Section 4.4 Common Stock. As of the commencement of and throughout the
Commitment Period, the Company will have registered its Common Stock pursuant
to Section 12(b) or 12(g) of the Exchange Act and be in full compliance with
all reporting requirements of the Exchange Act, and the Company will have
maintained all requirements for the continued listing or quotation of its
Common Stock, and such Common Stock is then listed or quoted on the Principal
Market. As of the date hereof, the Common Stock is listed for trading on the
OTC Bulletin Board.
Section 4.5 SEC Documents. The Company has delivered or made available to
the Investor true and complete copies of the SEC Documents (including, without
limitation, proxy information and solicitation materials). The Company has not
provided to the Investor any information that, according to applicable law,
rule or regulation, should have been disclosed publicly prior to the date
hereof by the Company, but which has not been so disclosed. As of their
respective dates, the SEC Documents complied in all material respects with the
requirements of the Securities Act or the Exchange Act, as the case may be, and
rules and regulations of the SEC promulgated thereunder and other federal,
state and local laws, rules and regulations applicable to such SEC Documents,
and none of the SEC Documents contained any untrue statement of a material fact
or omitted to state a material fact required to be stated therein or necessary
in order to make the statements therein, in light of the circumstances under
which they were made, not misleading. The financial statements of the Company
described above and/or included in the SEC Documents comply as to form in all
material respects with applicable accounting requirements and the published
rules and regulations of the SEC or other applicable rules and regulations with
respect thereto. Such financial statements have been prepared in accordance
with generally accepted accounting principles applied on a consistent basis
during the periods involved (except (i) as may be otherwise indicated in such
financial statements or the notes thereto or (ii) in the case of unaudited
interim statements, to the extent they may not include footnotes or may be
condensed or summary statements) and fairly present in all material respects
the financial position of the Company as of the dates thereof and the results
of operations and cash flows for the periods then ended (subject, in the case
of unaudited statements, to normal year-end audit adjustments).
Section 4.6 Valid Issuances. The sale by the Company and resale of the Put
Shares and Warrant Shares may and will be properly accomplished pursuant to
Section 4(2), Regulation D and/or any applicable state law.
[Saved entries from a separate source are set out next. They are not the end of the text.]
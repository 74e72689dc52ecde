//! Occupancy timeline construction.
//!
//! Reconstructs, for every area and every minute of the observed period, how
//! many sessions were in progress.
//!
//! # Algorithm Summary
//!
//! 1. Validate every session against the registry (no partial results)
//! 2. Derive one global minute grid from the earliest start and latest end
//! 3. Per area, in parallel: mark `+1` at each session start and `-1` one
//!    minute past its end in a delta array
//! 4. Prefix-sum the delta array into per-minute counts
//!
//! This is O(sessions + minutes) per area rather than checking every session
//! against every minute.

use std::collections::{BTreeMap, BTreeSet, HashMap};

use chrono::{Duration, NaiveDate, NaiveDateTime};
use rayon::prelude::*;
use serde::{Deserialize, Serialize};

use crate::error::OccupancyError;
use crate::registry::{Area, AreaRegistry};
use crate::session::{Session, truncate_to_minute};
use crate::types::AreaId;

/// Default grid limit: two leap years of minutes.
pub const DEFAULT_MAX_GRID_MINUTES: usize = 2 * 366 * 24 * 60;

/// Configuration for timeline construction.
#[derive(Debug, Clone, Copy, PartialEq, Eq)]
pub struct TimelineConfig {
    /// Largest grid, in minutes, a run may allocate per area.
    /// Default: [`DEFAULT_MAX_GRID_MINUTES`].
    pub max_grid_minutes: usize,
}

impl Default for TimelineConfig {
    fn default() -> Self {
        Self {
            max_grid_minutes: DEFAULT_MAX_GRID_MINUTES,
        }
    }
}

/// A contiguous run of whole minutes, `start` through `end()` inclusive.
#[derive(Debug, Clone, Copy, PartialEq, Eq, Hash, Serialize, Deserialize)]
pub struct MinuteGrid {
    start: NaiveDateTime,
    len: usize,
}

impl MinuteGrid {
    /// Grid from `start` to `end` inclusive. `None` if `end` precedes `start`.
    ///
    /// Both bounds are truncated to the minute.
    pub fn new(start: NaiveDateTime, end: NaiveDateTime) -> Option<Self> {
        let start = truncate_to_minute(start);
        let end = truncate_to_minute(end);
        let span = (end - start).num_minutes();
        let len = usize::try_from(span).ok()?.checked_add(1)?;
        Some(Self { start, len })
    }

    /// Smallest grid covering every occupying session, or `None` if no
    /// session occupies a minute.
    pub fn covering<'a>(sessions: impl IntoIterator<Item = &'a Session>) -> Option<Self> {
        let (start, end) = sessions
            .into_iter()
            .filter_map(|s| Some((s.start(), s.end()?)))
            .reduce(|(lo, hi), (start, end)| (lo.min(start), hi.max(end)))?;
        Self::new(start, end)
    }

    pub const fn start(&self) -> NaiveDateTime {
        self.start
    }

    /// Last minute of the grid.
    pub fn end(&self) -> NaiveDateTime {
        self.minute_at(self.len.saturating_sub(1))
    }

    pub const fn len(&self) -> usize {
        self.len
    }

    pub const fn is_empty(&self) -> bool {
        self.len == 0
    }

    /// The minute at `offset` from the grid start.
    pub fn minute_at(&self, offset: usize) -> NaiveDateTime {
        let offset = i64::try_from(offset).unwrap_or(i64::MAX);
        self.start + Duration::minutes(offset)
    }

    /// Offset of the minute containing `t`, if it lies on the grid.
    pub fn offset_of(&self, t: NaiveDateTime) -> Option<usize> {
        if t < self.start {
            return None;
        }
        let offset = usize::try_from((t - self.start).num_minutes()).ok()?;
        (offset < self.len).then_some(offset)
    }

    /// Every minute of the grid, in order.
    pub fn minutes(&self) -> impl Iterator<Item = NaiveDateTime> + '_ {
        (0..self.len).map(|i| self.minute_at(i))
    }

    /// Clips the inclusive range `first..=last` to the grid.
    ///
    /// Returns the start offset and the offset one past the last covered
    /// minute, or `None` if the range misses the grid entirely.
    fn clip(&self, first: NaiveDateTime, last: NaiveDateTime) -> Option<(usize, usize)> {
        let len = i64::try_from(self.len).ok()?;
        let lo = (first - self.start).num_minutes().max(0);
        let hi = (last - self.start).num_minutes().min(len - 1);
        if lo > hi {
            return None;
        }
        Some((usize::try_from(lo).ok()?, usize::try_from(hi + 1).ok()?))
    }
}

/// Per-minute concurrency over a [`MinuteGrid`].
///
/// Implemented by area timelines and building roll-ups so summary queries
/// work on either.
pub trait Occupancy {
    /// The minutes the counts cover.
    fn grid(&self) -> &MinuteGrid;

    /// One count per grid minute.
    fn counts(&self) -> &[u32];

    /// `(minute, count)` pairs in grid order.
    fn samples(&self) -> impl Iterator<Item = (NaiveDateTime, u32)> + '_ {
        self.grid().minutes().zip(self.counts().iter().copied())
    }
}

/// Concurrency counts for a single area.
#[derive(Debug, Clone, PartialEq, Eq, Serialize, Deserialize)]
pub struct AreaTimeline {
    pub area: AreaId,
    pub grid: MinuteGrid,
    pub counts: Vec<u32>,
}

impl Occupancy for AreaTimeline {
    fn grid(&self) -> &MinuteGrid {
        &self.grid
    }

    fn counts(&self) -> &[u32] {
        &self.counts
    }
}

/// Per-area timelines sharing one grid.
///
/// Every registered area has a timeline, including areas without sessions.
/// A timeline without a grid means no session occupied any minute.
#[derive(Debug, Clone, Default, PartialEq, Eq, Serialize, Deserialize)]
pub struct Timeline {
    grid: Option<MinuteGrid>,
    areas: BTreeMap<AreaId, AreaTimeline>,
    /// Dates with a nonzero count in at least one area.
    observed_dates: BTreeSet<NaiveDate>,
}

impl Timeline {
    /// A timeline with no data.
    pub fn empty() -> Self {
        Self::default()
    }

    pub const fn grid(&self) -> Option<&MinuteGrid> {
        self.grid.as_ref()
    }

    pub const fn is_empty(&self) -> bool {
        self.grid.is_none()
    }

    /// Timeline for one area.
    ///
    /// Fails with `NoData` on an empty timeline and `UnknownArea` if the area
    /// was not part of the run.
    pub fn area(&self, area: &AreaId) -> Result<&AreaTimeline, OccupancyError> {
        if self.is_empty() {
            return Err(OccupancyError::NoData);
        }
        self.areas
            .get(area)
            .ok_or_else(|| OccupancyError::UnknownArea {
                area: area.clone(),
                index: None,
            })
    }

    /// Calendar dates on which any area had a session in progress.
    ///
    /// Dates of the grid outside this set (a closed library) are left out of
    /// per-date summaries.
    pub const fn observed_dates(&self) -> &BTreeSet<NaiveDate> {
        &self.observed_dates
    }

    /// All area timelines, sorted by area.
    pub fn areas(&self) -> impl Iterator<Item = &AreaTimeline> {
        self.areas.values()
    }
}

/// Builds the occupancy timeline over the grid spanned by the sessions.
///
/// Zero-duration sessions are ignored and do not move the grid bounds. If no
/// session occupies a minute the result is [`Timeline::empty`].
///
/// # Errors
///
/// `UnknownArea` if any session references an area outside `registry`. The
/// check runs before any work, so no partial timeline is produced.
/// `GridTooLarge` if the sessions span more than the default grid limit.
pub fn build_timeline(
    sessions: &[Session],
    registry: &AreaRegistry,
) -> Result<Timeline, OccupancyError> {
    build_timeline_with(sessions, registry, &TimelineConfig::default())
}

/// [`build_timeline`] with explicit construction limits.
pub fn build_timeline_with(
    sessions: &[Session],
    registry: &AreaRegistry,
    config: &TimelineConfig,
) -> Result<Timeline, OccupancyError> {
    registry.validate_sessions(sessions)?;

    let Some(grid) = MinuteGrid::covering(sessions) else {
        tracing::debug!(
            sessions = sessions.len(),
            "no session occupies a minute; timeline is empty"
        );
        return Ok(Timeline::empty());
    };

    sweep(sessions, registry, grid, config)
}

/// Builds the occupancy timeline over a caller-chosen grid.
///
/// Sessions are clipped to the grid; sessions entirely outside it contribute
/// nothing. The grid is held to the default limit.
pub fn build_timeline_on_grid(
    sessions: &[Session],
    registry: &AreaRegistry,
    grid: MinuteGrid,
) -> Result<Timeline, OccupancyError> {
    registry.validate_sessions(sessions)?;
    sweep(sessions, registry, grid, &TimelineConfig::default())
}

fn sweep(
    sessions: &[Session],
    registry: &AreaRegistry,
    grid: MinuteGrid,
    config: &TimelineConfig,
) -> Result<Timeline, OccupancyError> {
    if grid.len() > config.max_grid_minutes {
        return Err(OccupancyError::GridTooLarge {
            minutes: grid.len(),
            limit: config.max_grid_minutes,
        });
    }

    let mut by_area: HashMap<&AreaId, Vec<&Session>> = HashMap::new();
    for session in sessions.iter().filter(|s| s.occupies_timeline()) {
        by_area.entry(session.area()).or_default().push(session);
    }

    // Each area's delta array is owned by one worker
    let areas: Vec<&Area> = registry.all_areas().collect();
    let timelines = areas
        .par_iter()
        .map(|area| {
            let members = by_area.get(&area.id).map_or(&[][..], Vec::as_slice);
            sweep_area(&area.id, members, grid)
        })
        .collect::<Result<Vec<_>, _>>()?;

    tracing::debug!(
        areas = timelines.len(),
        minutes = grid.len(),
        grid_start = %grid.start(),
        grid_end = %grid.end(),
        "built occupancy timeline"
    );

    let observed_dates = timelines
        .iter()
        .flat_map(|t| t.samples().filter(|&(_, count)| count > 0))
        .map(|(minute, _)| minute.date())
        .collect();

    Ok(Timeline {
        grid: Some(grid),
        observed_dates,
        areas: timelines
            .into_iter()
            .map(|t| (t.area.clone(), t))
            .collect(),
    })
}

/// Diff accumulation and prefix sum for one area.
fn sweep_area(
    area: &AreaId,
    sessions: &[&Session],
    grid: MinuteGrid,
) -> Result<AreaTimeline, OccupancyError> {
    // One extra slot absorbs the decrement of sessions ending on the last minute
    let mut delta = vec![0_i64; grid.len() + 1];
    for session in sessions {
        let Some(end) = session.end() else { continue };
        let Some((first, past_last)) = grid.clip(session.start(), end) else {
            continue;
        };
        delta[first] += 1;
        delta[past_last] -= 1;
    }

    let mut running = 0_i64;
    let counts = delta[..grid.len()]
        .iter()
        .map(|d| {
            running += d;
            u32::try_from(running).map_err(|_| OccupancyError::CountOverflow { area: area.clone() })
        })
        .collect::<Result<Vec<_>, _>>()?;

    Ok(AreaTimeline {
        area: area.clone(),
        grid,
        counts,
    })
}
When issued, the
Put Shares shall be duly and validly issued, fully paid, and nonassessable.
Neither the sales of the Put Shares and Warrant Shares pursuant to, nor the
Company's performance of its obligations under, this Agreement or the
Registration Rights Agreement will (i) result in the creation or imposition of
any liens, charges, claims or other encumbrances upon the Put Shares or any of
the assets of the Company, or (ii) entitle the holders of Outstanding Capital
Shares to preemptive or other rights to subscribe to or acquire the Capital
Shares or other securities of the Company. The Put Shares and Warrant Shares
shall not subject the Investor or holder to personal liability by reason of the
possession thereof.
Section 4.7 No General Solicitation or Advertising in Regard to this
Transaction. Neither the Company nor any of its affiliates nor any distributor
or any person acting on its or their behalf (i) has conducted or will conduct
any general solicitation (as that term is used in Rule 502(c) of Regulation D)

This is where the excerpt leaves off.